Более того, многие ставили Галилея выше Колумба. Так, один из друзей тосканского математика, поэт и библиофил Томас Сегет писал:
Ille dedit multo vincendas sanguine terras;
Sidera at hic nulli noxia. Major uter?
(Он [Колумб] добывал земли, проливая много крови / Его же [Галилея] звезды никому не принесли вреда. Так кто же из них более велик?)
Вопрос, разумеется, чисто риторический, ибо в глазах просвещенных соотечественников достижения "небесного навигатора" Галилея настолько же превосходят открытия Колумба и Америго Веспуччи, насколько небеса благородней и совершенней Земли. (Вообще, поэты, воспевая астрономические достижения Галилея, не скупились на эпитеты и сравнения как до, так и после увещания ученого и опубликования антикоперниканского декрета 1616 года, о котором речь пойдет далее. И это естественно – поэтическая форма часто позволяет сказать то, о чем ученому или философу приходится умалчивать, ибо, как заметил Платон, "поэт – существо легкое, крылатое и священное" (Ион, 533Е), что с него возьмешь?) Так, Джулио Строцци, итальянский поэт и либреттист, один из создателей венецианской оперы, представил в поэме "Venetia edificata" мудреца в образе волшебника Мерлина, который изобрел телескоп, открыл спутники Юпитера, пятна на Солнце и многое другое. И этот Мерлин пришел к мысли, что все планеты обращаются вокруг Солнца. Однако он не только мудр, но и по-житейски умен, а потому предпочитает скрывать свои мысли от людей, в массе своей тупых и невежественных и вследствие этого неспособных оценить его идеи. "Но, – пророчествует Мерлин, – придет время <…> когда тончайший тосканский ум заново изобретет мою замечательную подзорную трубу", и тогда начнется расцвет всех искусств и наук.

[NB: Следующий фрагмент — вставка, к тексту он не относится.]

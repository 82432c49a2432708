//! HTTP control surface.
//!
//! Every mutating route goes through the same pipeline: authenticate,
//! deserialize, validate, commit to the store. Configuration application
//! to the proxy processes is driven by store change notifications, not
//! by the handlers themselves, so the API stays a thin facade.
//!
//! `/healthz` is the only unauthenticated route.

pub mod auth;
pub mod handlers;

use std::sync::Arc;
use std::time::Duration;

use axum::body::Body;
use axum::extract::DefaultBodyLimit;
use axum::http::{HeaderValue, Request};
use axum::middleware::{self, Next};
use axum::response::Response;
use axum::routing::{get, post};
use axum::Router;
use tower::ServiceBuilder;
use tower_http::timeout::TimeoutLayer;
use tower_http::trace::TraceLayer;
use uuid::Uuid;

use crate::certs::CertificateManager;
use crate::orchestrator::NodeOrchestrator;
use crate::store::ConfigStore;

/// Body cap for the whole surface; per-upload caps are tighter.
const MAX_BODY_BYTES: usize = 4 * 1024 * 1024;

/// Shared context handed to every handler.
#[derive(Clone)]
pub struct AppState {
    pub store: Arc<ConfigStore>,
    pub certs: Arc<CertificateManager>,
    pub orchestrator: Arc<NodeOrchestrator>,
    pub api_key: String,
}

/// Build the full route tree with middleware applied.
pub fn router(state: AppState, request_timeout: Duration) -> Router {
    let protected = Router::new()
        .route(
            "/api/config",
            get(handlers::list_config).put(handlers::update_configs),
        )
        .route("/api/config/{key}", get(handlers::get_config))
        .route(
            "/api/hysteria2",
            get(handlers::get_hysteria2).put(handlers::update_hysteria2),
        )
        .route(
            "/api/hysteria2/node2",
            get(handlers::get_node2).put(handlers::update_node2),
        )
        .route("/api/hysteria2/acme-path", get(handlers::acme_path))
        .route(
            "/api/socks5",
            get(handlers::get_socks5).put(handlers::update_socks5),
        )
        .route("/api/export/full", get(handlers::export_full))
        .route("/api/export/{key}", get(handlers::export_single))
        .route("/api/import", post(handlers::import_single))
        .route("/api/import/full", post(handlers::import_full))
        .route("/api/certs", post(handlers::upload_cert))
        .route("/api/nodes", get(handlers::all_nodes))
        .route("/api/nodes/{node}", get(handlers::node_status))
        .route("/api/nodes/{node}/toggle", post(handlers::toggle_node))
        .route("/api/server/restart", post(handlers::restart_server))
        .layer(middleware::from_fn_with_state(
            state.clone(),
            auth::require_api_key,
        ));

    Router::new()
        .route("/healthz", get(handlers::healthz))
        .merge(protected)
        .layer(
            ServiceBuilder::new()
                .layer(TraceLayer::new_for_http())
                .layer(middleware::from_fn(attach_request_id))
                .layer(TimeoutLayer::new(request_timeout))
                .layer(DefaultBodyLimit::max(MAX_BODY_BYTES)),
        )
        .with_state(state)
}

/// Tag request and response with a correlation id for log stitching.
async fn attach_request_id(mut request: Request<Body>, next: Next) -> Response {
    let id = Uuid::new_v4().to_string();
    match HeaderValue::from_str(&id) {
        Ok(value) => {
            request.headers_mut().insert("x-request-id", value.clone());
            let mut response = next.run(request).await;
            response.headers_mut().insert("x-request-id", value);
            response
        }
        Err(_) => next.run(request).await,
    }
}
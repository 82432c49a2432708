//! Configuration Control Plane Library
//!
//! Manages the configuration, certificates, and runtime of a multi-node
//! proxy deployment: two Hysteria2 nodes plus a SOCKS5 listener.
//!
//! ```text
//!                    ┌────────────────────────────────────────────┐
//!                    │             CONTROL PLANE                  │
//!   HTTP request     │  ┌─────┐   ┌────────────┐   ┌──────────┐  │
//!   ─────────────────┼─▶│ api │──▶│ validation │──▶│  store   │  │
//!                    │  └─────┘   └────────────┘   └────┬─────┘  │
//!                    │     │                            │ commit │
//!                    │     │ export/import              ▼ notice │
//!                    │  ┌──┴─────┐   ┌───────┐   ┌────────────┐  │
//!                    │  │ bundle │   │ certs │   │orchestrator│──┼──▶ proxy
//!                    │  └────────┘   └───────┘   └────────────┘  │    processes
//!                    └────────────────────────────────────────────┘
//! ```

pub mod api;
pub mod bundle;
pub mod certs;
pub mod config;
pub mod error;
pub mod orchestrator;
pub mod store;

pub use config::schema::{ConfigKey, ConfigPayload};
pub use error::{Error, Result};
pub use orchestrator::NodeOrchestrator;
pub use store::ConfigStore;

Почитателем и защитником Галилея стал также Томмазо Кампанелла, личное отношение которого к тосканскому математику было исполнено бескорыстия и самого трогательного восхищения. Однако тут необходимо сделать важную оговорку: тосканец относился к автору "Città del Sole" весьма прохладно. Кампанелла быстро и решительно сделал из сообщений Галилея ряд выводов (совершенно в духе Джордано Бруно), далеко выходивших за границы наблюдений и фактов. Прочитав в неаполитанской тюрьме "Звездный вестник", Кампанелла написал Галилею письмо, полное воодушевления и восхищения. Из установленного Галилеем сходства между строением поверхности Земли и Луны калабриец сделал вывод: обитаема не только Земля, но и Луна, а возможно, и другие планеты. Но от глубокого понимания новой астрономии Кампанелла был далек. Неаполитанский узник защищал Галилея, но не идеи последнего. И в "Апологии", и в письмах к Галилею Кампанелла говорит о гелиоцентризме как о возвращении к древней истине и знамении новой эры, используя язык, сильно напоминающий "La Сепа de lе ceneri (Вечеря в первый день Великого поста)" Джордано Бруно. "Эти новости о древних истинах, касающихся девяти миров, девяти звезд, девяти систем <…> суть начало нового века (Queste novità di verità antiche di novi mondi, nove stelle, novi sistemi <…> son principio di secol novo)", – заверяет Кампанелла Галилея в 1632 году. Написанная в тюрьме и изданная во Франкфурте в 1622 году "Apologia pro Galileo" не стала апологией новой науки, в лучшем случае ее можно рассматривать как манифест в защиту libertas philosophandi. Обитатели кампанеллианского "Città del Sole", философской общины, воздерживаются от окончательной оценки систем Птолемея и Коперника. "Они восхваляют Птолемея и восхищаются Коперником <…> но они говорят, что один производит расчет движений камешками, а другой – бобами, а ни тот, ни другой не рассчитываются настоящими деньгами и расплачиваются с миром счетными марками, а не чистой монетой. Поэтому сами они тщательно расследуют это дело, ибо это необходимо для познания устройства и строения мира и того, суждено ему погибнуть или нет и когда именно". Кампанелле, последователю Телезио и Бруно, и Галилею, создателю новой науки и научной методологии, трудно (практически невозможно) было найти общий язык.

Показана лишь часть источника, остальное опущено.